# Recommended Immigration Consultants



## J4M13 (Sep 10, 2009)

Hello,

My wife and I have been considering a move to Canada for some time, and have undertaken several free assessments that illustrate that we have more than enough points to proceed with our visa application. However, we don't know whether we would be best placed to acquire the services of migration consultants to assist us. We are also unaware as to the likely costs consultants may charge.

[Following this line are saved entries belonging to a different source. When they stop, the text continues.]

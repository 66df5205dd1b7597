//! # Labeled Graph
//!
//! The directed, edge-labeled input graph.
//!
//! Vertices are the dense range `0..vertex_count`; every vertex exists even
//! when no edge touches it. Edges are unique `(src, trg, label)` triples held
//! in a `BTreeSet` so iteration order is deterministic.

use crate::{IndexError, Label};
use serde::{Deserialize, Serialize};
use std::collections::BTreeSet;

// =============================================================================
// EDGES
// =============================================================================

/// A forward labeled edge.
#[derive(Debug, Clone, Copy, PartialEq, Eq, PartialOrd, Ord, Hash, Serialize, Deserialize)]
pub struct Edge {
    /// Source vertex.
    pub src: u32,
    /// Target vertex.
    pub trg: u32,
    /// Predicate id (always forward).
    pub label: u32,
}

impl Edge {
    /// Create a new edge.
    #[must_use]
    pub const fn new(src: u32, trg: u32, label: u32) -> Self {
        Self { src, trg, label }
    }

    /// The forward label of this edge.
    #[must_use]
    pub const fn forward(&self) -> Label {
        Label::forward(self.label)
    }
}

// =============================================================================
// GRAPH
// =============================================================================

/// Directed graph with labeled, de-duplicated edges.
#[derive(Debug, Clone, Default, PartialEq, Eq, Serialize, Deserialize)]
pub struct LabeledGraph {
    vertex_count: u32,
    label_count: u32,
    edges: BTreeSet<Edge>,
}

impl LabeledGraph {
    /// Create a graph with `vertex_count` isolated vertices and labels
    /// `0..label_count`.
    #[must_use]
    pub fn new(vertex_count: u32, label_count: u32) -> Self {
        Self {
            vertex_count,
            label_count,
            edges: BTreeSet::new(),
        }
    }

    /// Insert an edge. Returns false if it was already present.
    ///
    /// Returns `IndexError::InvalidArgument` if a vertex or label is out of range.
    pub fn add_edge(&mut self, src: u32, trg: u32, label: u32) -> Result<bool, IndexError> {
        if src >= self.vertex_count || trg >= self.vertex_count {
            return Err(IndexError::InvalidArgument(format!(
                "edge ({}, {}) references a vertex outside 0..{}",
                src, trg, self.vertex_count
            )));
        }
        if label >= self.label_count {
            return Err(IndexError::InvalidArgument(format!(
                "label {} outside 0..{}",
                label, self.label_count
            )));
        }
        Ok(self.edges.insert(Edge::new(src, trg, label)))
    }

    /// Number of vertices.
    #[must_use]
    pub fn vertex_count(&self) -> u32 {
        self.vertex_count
    }

    /// Number of declared labels.
    #[must_use]
    pub fn label_count(&self) -> u32 {
        self.label_count
    }

    /// Number of unique edges.
    #[must_use]
    pub fn edge_count(&self) -> usize {
        self.edges.len()
    }

    /// All edges in `(src, trg, label)` order.
    pub fn edges(&self) -> impl Iterator<Item = &Edge> {
        self.edges.iter()
    }

    /// Label ids actually used by at least one edge.
    #[must_use]
    pub fn used_labels(&self) -> BTreeSet<u32> {
        self.edges.iter().map(|e| e.label).collect()
    }
}

// =============================================================================
// TESTS
// =============================================================================
/// Two segments whose concatenation produced a longer segment.
///
/// Equality and order only look at the two segment ids, so two joins that
/// hit the same equivalence runs collapse into one record.
#[derive(Debug, Clone, Copy)]
pub struct PathPair {
    first: SegmentRef,
    second: SegmentRef,
    first_id: SegmentId,
    second_id: SegmentId,
}

impl PathPair {
    /// The prefix segment.
    #[must_use]
    pub fn first(&self) -> SegmentRef {
        self.first
    }

    /// The suffix segment.
    #[must_use]
    pub fn second(&self) -> SegmentRef {
        self.second
    }

    /// Ids of the prefix and suffix runs.
    #[must_use]
    pub fn ids(&self) -> (SegmentId, SegmentId) {
        (self.first_id, self.second_id)
    }
}

impl PartialEq for PathPair {
    fn eq(&self, other: &Self) -> bool {
        self.ids() == other.ids()
    }
}

impl Eq for PathPair {}

impl Ord for PathPair {
    fn cmp(&self, other: &Self) -> Ordering {
        self.ids().cmp(&other.ids())
    }
}

impl PartialOrd for PathPair {
    fn partial_cmp(&self, other: &Self) -> Option<Ordering> {
        Some(self.cmp(other))
    }
}

// =============================================================================
// SEGMENTS
// =============================================================================

/// Evidence gathered for one vertex pair at one layer.
#[derive(Debug, Clone)]
pub struct Segment {
    pair: Pair,
    labels: BTreeSet<LabelSequence>,
    provenance: BTreeSet<PathPair>,
    ancestor: Option<SegmentRef>,
    ancestor_id: Option<SegmentId>,
    id: SegmentId,
}

impl Segment {
    fn new(pair: Pair, ancestor: Option<(SegmentRef, SegmentId)>) -> Self {
        Self {
            pair,
            labels: BTreeSet::new(),
            provenance: BTreeSet::new(),
            ancestor: ancestor.map(|(r, _)| r),
            ancestor_id: ancestor.map(|(_, id)| id),
            id: SegmentId::default(),
        }
    }

    /// The vertex pair.
    #[must_use]
    pub fn pair(&self) -> Pair {
        self.pair
    }

    /// Label sequences of walks between the pair, all of this layer's length.
    #[must_use]
    pub fn labels(&self) -> &BTreeSet<LabelSequence> {
        &self.labels
    }

    /// How this segment was built; empty at layer 0.
    #[must_use]
    pub fn provenance(&self) -> &BTreeSet<PathPair> {
        &self.provenance
    }

    /// Latest segment of an earlier layer with the same pair.
    ///
    /// This is not always layer `i - 1`: a pair with no walk of that length
    /// links back to the last layer that had one.
    #[must_use]
    pub fn ancestor(&self) -> Option<SegmentRef> {
        self.ancestor
    }

    /// Run id of the ancestor.
    #[must_use]
    pub fn ancestor_id(&self) -> Option<SegmentId> {
        self.ancestor_id
    }

    /// Run id shared with every equivalent segment of this layer.
    #[must_use]
    pub fn id(&self) -> SegmentId {
        self.id
    }

    /// True if source and target coincide.
    #[must_use]
    pub fn is_loop(&self) -> bool {
        self.pair.is_loop()
    }

    fn first_layer_order(a: &Self, b: &Self) -> Ordering {
        a.labels
            .iter()
            .cmp(b.labels.iter())
            .then_with(|| a.is_loop().cmp(&b.is_loop()))
            .then_with(|| a.pair.cmp(&b.pair))
    }

    fn same_first_layer_key(a: &Self, b: &Self) -> bool {
        a.labels == b.labels && a.is_loop() == b.is_loop()
    }

    fn joined_layer_order(a: &Self, b: &Self) -> Ordering {
        a.provenance
            .iter()
            .cmp(b.provenance.iter())
            .then_with(|| a.ancestor_id.cmp(&b.ancestor_id))
            .then_with(|| a.is_loop().cmp(&b.is_loop()))
            .then_with(|| a.pair.cmp(&b.pair))
    }

    fn same_joined_layer_key(a: &Self, b: &Self) -> bool {
        a.provenance == b.provenance && a.ancestor_id == b.ancestor_id && a.is_loop() == b.is_loop()
    }
}

// =============================================================================
// PARTITION
// =============================================================================

/// All `k` layers of a bisimulation partition.
#[derive(Debug, Clone)]
pub struct Partition {
    layers: Vec<Vec<Segment>>,
}
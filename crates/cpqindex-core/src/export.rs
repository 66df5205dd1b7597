//! # Canonical Export Module
//!
//! Deterministic, bit-exact listing of a finished index for verification.
//!
//! Block order and run ids depend on how layers were sorted, so the listing
//! drops ids and sorts everything: pairs within a block, label sequences,
//! core hashes, then the blocks themselves. Two builds of the same graph
//! with the same options export byte-identical streams.
//!
//! The listing is for comparing builds, not for reloading an index.

use crate::index::{Block, Index};
use crate::IndexError;
use serde::{Deserialize, Serialize};

// =============================================================================
// CANONICAL FORMAT
// =============================================================================

/// Magic bytes for canonical export format.
pub const CANONICAL_MAGIC: [u8; 4] = *b"CPQX";

/// Current canonical format version.
pub const CANONICAL_VERSION: u8 = 1;

/// Maximum block count accepted on import.
///
/// Prevents memory exhaustion from corrupted data.
pub const MAX_IMPORT_BLOCK_COUNT: u64 = 10_000_000;

/// Maximum total pair count accepted on import.
pub const MAX_IMPORT_PAIR_COUNT: u64 = 100_000_000;

/// Header for canonical export files.
#[derive(Debug, Clone, Serialize, Deserialize, PartialEq, Eq)]
pub struct CanonicalHeader {
    /// Magic bytes to identify the format.
    pub magic: [u8; 4],

    /// Format version for compatibility.
    pub version: u8,

    /// Index depth.
    pub k: u64,

    /// Number of blocks in the export.
    pub block_count: u64,

    /// Number of pairs over all blocks.
    pub pair_count: u64,

    /// XOR checksum of the data section.
    pub checksum: u64,
}

impl CanonicalHeader {
    /// Create a new header.
    #[must_use]
    pub fn new(k: u64, block_count: u64, pair_count: u64, checksum: u64) -> Self {
        Self {
            magic: CANONICAL_MAGIC,
            version: CANONICAL_VERSION,
            k,
            block_count,
            pair_count,
            checksum,
        }
    }

    /// Validate magic and version.
    pub fn validate(&self) -> Result<(), IndexError> {
        if self.magic != CANONICAL_MAGIC {
            return Err(IndexError::Serialization("Invalid file format".to_string()));
        }
        if self.version != CANONICAL_VERSION {
            return Err(IndexError::Serialization(
                "Unsupported file version".to_string(),
            ));
        }
        Ok(())
    }
}

// =============================================================================
// CANONICAL BLOCK (Sorted, Deterministic)
// =============================================================================

/// A block in canonical format.
///
/// Sorted by its pairs, which are disjoint across blocks.
#[derive(Debug, Clone, Serialize, Deserialize, PartialEq, Eq, PartialOrd, Ord)]
pub struct CanonicalBlock {
    /// Member pairs as `(src, trg)`, ascending.
    pub pairs: Vec<(u32, u32)>,

    /// Layer the block was built at.
    pub layer: u64,

    /// Label sequences in signed form (`-1 - id` for inverses), ascending.
    pub labels: Vec<Vec<i32>>,

    /// Binary canonical core hashes, ascending.
    pub cores: Vec<Vec<u8>>,
}

impl From<&Block> for CanonicalBlock {
    fn from(block: &Block) -> Self {
        let mut pairs: Vec<(u32, u32)> = block.pairs().iter().map(|p| (p.src, p.trg)).collect();
        pairs.sort_unstable();

        // BTreeSet order already matches the sequence order
        let labels = block
            .labels()
            .iter()
            .map(|sequence| sequence.labels().iter().map(|l| l.signed()).collect())
            .collect();

        let cores = block
            .core_hashes()
            .iter()
            .map(|hash| hash.as_bytes().to_vec())
            .collect();

        Self {
            pairs,
            layer: block.k() as u64,
            labels,
            cores,
        }
    }
}

/// An index in canonical format for bit-exact serialization.
#[derive(Debug, Clone, Serialize, Deserialize, PartialEq, Eq)]
pub struct CanonicalIndex {
    /// Index depth.
    pub k: u64,

    /// Blocks sorted by pairs.
    pub blocks: Vec<CanonicalBlock>,
}

impl CanonicalIndex {
    /// Create the canonical listing of an index.
    #[must_use]
    pub fn from_index(index: &Index) -> Self {
        let mut blocks: Vec<CanonicalBlock> =
            index.blocks().iter().map(CanonicalBlock::from).collect();
        blocks.sort();
        Self {
            k: index.k() as u64,
            blocks,
        }
    }

    /// Total pairs over all blocks.
    #[must_use]
    pub fn pair_count(&self) -> u64 {
        self.blocks.iter().map(|b| b.pairs.len() as u64).sum()
    }

    /// Compute a deterministic checksum of the data.
    ///
    /// XOR-based, for detecting accidental corruption only. It is not
    /// collision resistant; enable `crypto-hash` for a BLAKE3 digest.
    #[must_use]
    pub fn checksum(&self) -> u64 {
        let mut hash: u64 = 0;

        for (position, block) in self.blocks.iter().enumerate() {
            hash ^= (position as u64).rotate_left(31);
            hash ^= block.layer.rotate_left(3);
            for &(src, trg) in &block.pairs {
                hash ^= u64::from(src).rotate_left(13);
                hash ^= u64::from(trg).rotate_left(7);
            }
            for sequence in &block.labels {
                hash ^= (sequence.len() as u64).rotate_left(19);
                for (i, &label) in sequence.iter().enumerate() {
                    hash ^= (label as u64).rotate_left(((i as u32) * 5 + 11) % 64);
                }
            }
            for core in &block.cores {
                for (i, &byte) in core.iter().enumerate() {
                    hash ^= u64::from(byte).rotate_left(((i as u32) * 8 + 23) % 64);
                }
            }
        }

        hash ^= self.k.rotate_left(29);
        hash
    }
}

// =============================================================================
// EXPORT FUNCTIONS
// =============================================================================

/// Export an index to canonical postcard format.
///
/// Format:
/// ```text
/// [header_len: u32 LE] [CanonicalHeader (postcard)] [CanonicalIndex (postcard)]
/// ```
///
/// # Errors
///
/// Returns `IndexError::Serialization` if serialization fails.
pub fn export_canonical(index: &Index) -> Result<Vec<u8>, IndexError> {
    let canonical = CanonicalIndex::from_index(index);
    let header = CanonicalHeader::new(
        canonical.k,
        canonical.blocks.len() as u64,
        canonical.pair_count(),
        canonical.checksum(),
    );

    let header_bytes = postcard::to_allocvec(&header)
        .map_err(|e| IndexError::Serialization(format!("Header: {}", e)))?;
    let data_bytes = postcard::to_allocvec(&canonical)
        .map_err(|e| IndexError::Serialization(format!("Data: {}", e)))?;

    let header_len = u32::try_from(header_bytes.len())
        .map_err(|_| IndexError::Serialization("Header too large".to_string()))?;
    let mut result = Vec::with_capacity(4 + header_bytes.len() + data_bytes.len());
    result.extend_from_slice(&header_len.to_le_bytes());
    result.extend_from_slice(&header_bytes);
    result.extend_from_slice(&data_bytes);

    Ok(result)
}

/// Decode a canonical export, checking header, limits and checksum.
///
/// # Errors
///
/// Returns `IndexError::Serialization` if the data is malformed or corrupted.
pub fn import_canonical(data: &[u8]) -> Result<CanonicalIndex, IndexError> {
    let Some((len_bytes, rest)) = data.split_first_chunk::<4>() else {
        return Err(IndexError::Serialization("Data too short".to_string()));
    };
    let header_len = u32::from_le_bytes(*len_bytes) as usize;

    if rest.len() < header_len {
        return Err(IndexError::Serialization(
            "Data too short for header".to_string(),
        ));
    }
    let (header_bytes, data_bytes) = rest.split_at(header_len);

    let header: CanonicalHeader = postcard::from_bytes(header_bytes)
        .map_err(|e| IndexError::Serialization(format!("Header: {}", e)))?;
    header.validate()?;

    // Validate size limits BEFORE deserializing the listing
    if header.block_count > MAX_IMPORT_BLOCK_COUNT {
        return Err(IndexError::Serialization(format!(
            "Block count {} exceeds maximum allowed {}",
            header.block_count, MAX_IMPORT_BLOCK_COUNT
        )));
    }
    if header.pair_count > MAX_IMPORT_PAIR_COUNT {
        return Err(IndexError::Serialization(format!(
            "Pair count {} exceeds maximum allowed {}",
            header.pair_count, MAX_IMPORT_PAIR_COUNT
        )));
    }

    let canonical: CanonicalIndex = postcard::from_bytes(data_bytes)
        .map_err(|e| IndexError::Serialization(format!("Data: {}", e)))?;

    let computed = canonical.checksum();
    if computed != header.checksum {
        return Err(IndexError::Serialization(format!(
            "Checksum mismatch: expected {}, got {}",
            header.checksum, computed
        )));
    }
    if canonical.k != header.k {
        return Err(IndexError::Serialization("Depth mismatch".to_string()));
    }
    if canonical.blocks.len() as u64 != header.block_count {
        return Err(IndexError::Serialization(
            "Block count mismatch".to_string(),
        ));
    }
    if canonical.pair_count() != header.pair_count {
        return Err(IndexError::Serialization(
            "Pair count mismatch".to_string(),
        ));
    }

    Ok(canonical)
}

/// Check that an index matches a canonical export.
pub fn verify_canonical(index: &Index, canonical_data: &[u8]) -> Result<bool, IndexError> {
    let imported = import_canonical(canonical_data)?;
    Ok(imported == CanonicalIndex::from_index(index))
}

/// Canonical checksum of an index, for quick comparisons.
#[must_use]
pub fn canonical_checksum(index: &Index) -> u64 {
    CanonicalIndex::from_index(index).checksum()
}

// =============================================================================
// CRYPTOGRAPHIC HASH SUPPORT
// =============================================================================

/// BLAKE3 digest of the canonical export, as 64 hex characters.
///
/// Only available with the `crypto-hash` feature.
#[cfg(feature = "crypto-hash")]
pub fn canonical_crypto_hash(index: &Index) -> Result<String, IndexError> {
    let data = export_canonical(index)?;
    Ok(compute_blake3_hash(&data))
}

/// Check an index against a BLAKE3 digest of its canonical export.
///
/// Only available with the `crypto-hash` feature.
#[cfg(feature = "crypto-hash")]
pub fn verify_crypto_hash(index: &Index, expected_hash: &str) -> Result<bool, IndexError> {
    Ok(canonical_crypto_hash(index)? == expected_hash)
}

/// BLAKE3 digest of raw bytes, as 64 hex characters.
///
/// Only available with the `crypto-hash` feature.
#[cfg(feature = "crypto-hash")]
#[must_use]
pub fn compute_blake3_hash(data: &[u8]) -> String {
    blake3::hash(data).to_hex().to_string()
}

// =============================================================================
// TESTS
// =============================================================================
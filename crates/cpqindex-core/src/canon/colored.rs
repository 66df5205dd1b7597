//! Vertex-colored graphs handed to the labeling oracle.

use crate::cpq::QueryGraph;
use std::collections::BTreeMap;

/// A query graph with every edge label moved onto its own node.
///
/// Query vertices keep their ids `0..V`; the `j`-th edge (in edge order)
/// becomes node `V + j` with arcs `src -> V + j -> trg`. All structure is
/// then carried by node colors:
/// - the source
/// - the target, unless it equals the source
/// - one class per label id, holding that label's edge nodes
/// - every remaining query vertex
#[derive(Debug, Clone, PartialEq, Eq)]
pub struct ColoredGraph {
    adjacency: Vec<Vec<u32>>,
    source: u32,
    target: u32,
    /// Label id to its edge nodes, ascending by label id.
    labels: BTreeMap<u32, Vec<u32>>,
    unlabeled: Vec<u32>,
}

impl ColoredGraph {
    /// Build from a (usually retracted) query graph.
    #[must_use]
    pub fn from_query_graph(graph: &QueryGraph) -> Self {
        let vertices = graph.vertex_count();
        let mut adjacency = vec![Vec::new(); vertices as usize + graph.edge_count()];
        let mut labels: BTreeMap<u32, Vec<u32>> = BTreeMap::new();

        for (edge_node, edge) in (vertices..).zip(graph.edges()) {
            adjacency[edge.src as usize].push(edge_node);
            adjacency[edge_node as usize].push(edge.trg);
            labels.entry(edge.label).or_default().push(edge_node);
        }

        let unlabeled = (0..vertices)
            .filter(|&v| v != graph.source() && v != graph.target())
            .collect();

        Self {
            adjacency,
            source: graph.source(),
            target: graph.target(),
            labels,
            unlabeled,
        }
    }

    /// Total node count (query vertices plus edge nodes).
    #[must_use]
    pub fn node_count(&self) -> usize {
        self.adjacency.len()
    }

    /// Out-neighbours of every node.
    #[must_use]
    pub fn adjacency(&self) -> &[Vec<u32>] {
        &self.adjacency
    }

    /// Source node.
    #[must_use]
    pub fn source(&self) -> u32 {
        self.source
    }

    /// Target node.
    #[must_use]
    pub fn target(&self) -> u32 {
        self.target
    }

    /// Number of edge nodes per label id, ascending by id.
    pub fn label_counts(&self) -> impl Iterator<Item = (u32, u32)> + '_ {
        self.labels
            .iter()
            .map(|(&label, nodes)| (label, nodes.len() as u32))
    }

    /// The non-empty color classes in oracle order.
    #[must_use]
    pub fn color_classes(&self) -> Vec<Vec<u32>> {
        let mut classes = vec![vec![self.source]];
        if self.target != self.source {
            classes.push(vec![self.target]);
        }
        classes.extend(self.labels.values().cloned());
        if !self.unlabeled.is_empty() {
            classes.push(self.unlabeled.clone());
        }
        classes
    }

    /// Flat color encoding: each class lists its 1-based node indices, with
    /// the last index of the class negated.
    #[must_use]
    pub fn color_encoding(&self) -> Vec<i32> {
        let mut colors = Vec::with_capacity(self.node_count());
        for class in self.color_classes() {
            let last = class.len().saturating_sub(1);
            for (i, &node) in class.iter().enumerate() {
                let one_based = node as i32 + 1;
                colors.push(if i == last { -one_based } else { one_based });
            }
        }
        colors
    }
}

// =============================================================================
// TESTS
// =============================================================================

Can anyone advise as to whether we would be wise to go down the migration consultants route, and if so recommend a particular organisation? 

Many thanks

J


----------



## Auld Yin (Mar 10, 2009)

J4M13 said:


> Hello,
> 
> My wife and I have been considering a move to Canada for some time, and have undertaken several free assessments that illustrate that we have more than enough points to proceed with our visa application. However, we don't know whether we would be best placed to acquire the services of migration consultants to assist us. We are also unaware as to the likely costs consultants may charge.
> 
> ...


Do you have an occupation on THE LIST? If so, you do not need Immigration Consultants.


----------



## Sunnydays123 (Feb 23, 2011)

You may not need help but I think it should be said that some people feel more comfortable knowing that their application is being handled for them. Its very stressful this moving business and for the sake of a thousand pounds or so some people prefer to have peace of mind.


----------



## patjmurphy (Aug 21, 2008)

J4M13 said:


> Hello,
> 
> My wife and I have been considering a move to Canada for some time, and have undertaken several free assessments that illustrate that we have more than enough points to proceed with our visa application. However, we don't know whether we would be best placed to acquire the services of migration consultants to assist us. We are also unaware as to the likely costs consultants may charge.
> 
> ...


Hi

I used a law firm in Montreal specialising in immigration applications. Definitely worth the money. It will ensure all your documents are right first time. 

Pat


----------



## Sunnydays123 (Feb 23, 2011)

I know an Immigration firm in Calgary Alberta, they are very good. Worth the money. They have experience with the UK.


----------



## J4M13 (Sep 10, 2009)

*Thank you*

With work and family commitments, we certainly would feel more comfortable having some professional assistance. I also don't see any occupations on the 2011 list that match experience, so the consultant route is probably the best option for now - unless we wait to see if the list changes for 2012 [wishful thinking, maybe!] 

Thank you all for your input!


----------



## The Ace (Feb 21, 2011)

I can recommend a firm operating from Vancouver that are exceptional Pros. 

If you PM me I can send you the contact details.


----------



## michael1599 (Mar 13, 2011)

J4M13 said:


> Hello,
> 
> My wife and I have been considering a move to Canada for some time, and have undertaken several free assessments that illustrate that we have more than enough points to proceed with our visa application. However, we don't know whether we would be best placed to acquire the services of migration consultants to assist us. We are also unaware as to the likely costs consultants may charge.
> 
> ...



my experience of them is brilliant


----------



## DavidHudson (Apr 7, 2010)

We did our forms ourselves with no problems if you are organised. And the fees seem to be in the expensive range over five grand. Also as I understand it you need to be on the list and without that the points don't matter. Good luck though but be careful not to spend where you don't need to.


----------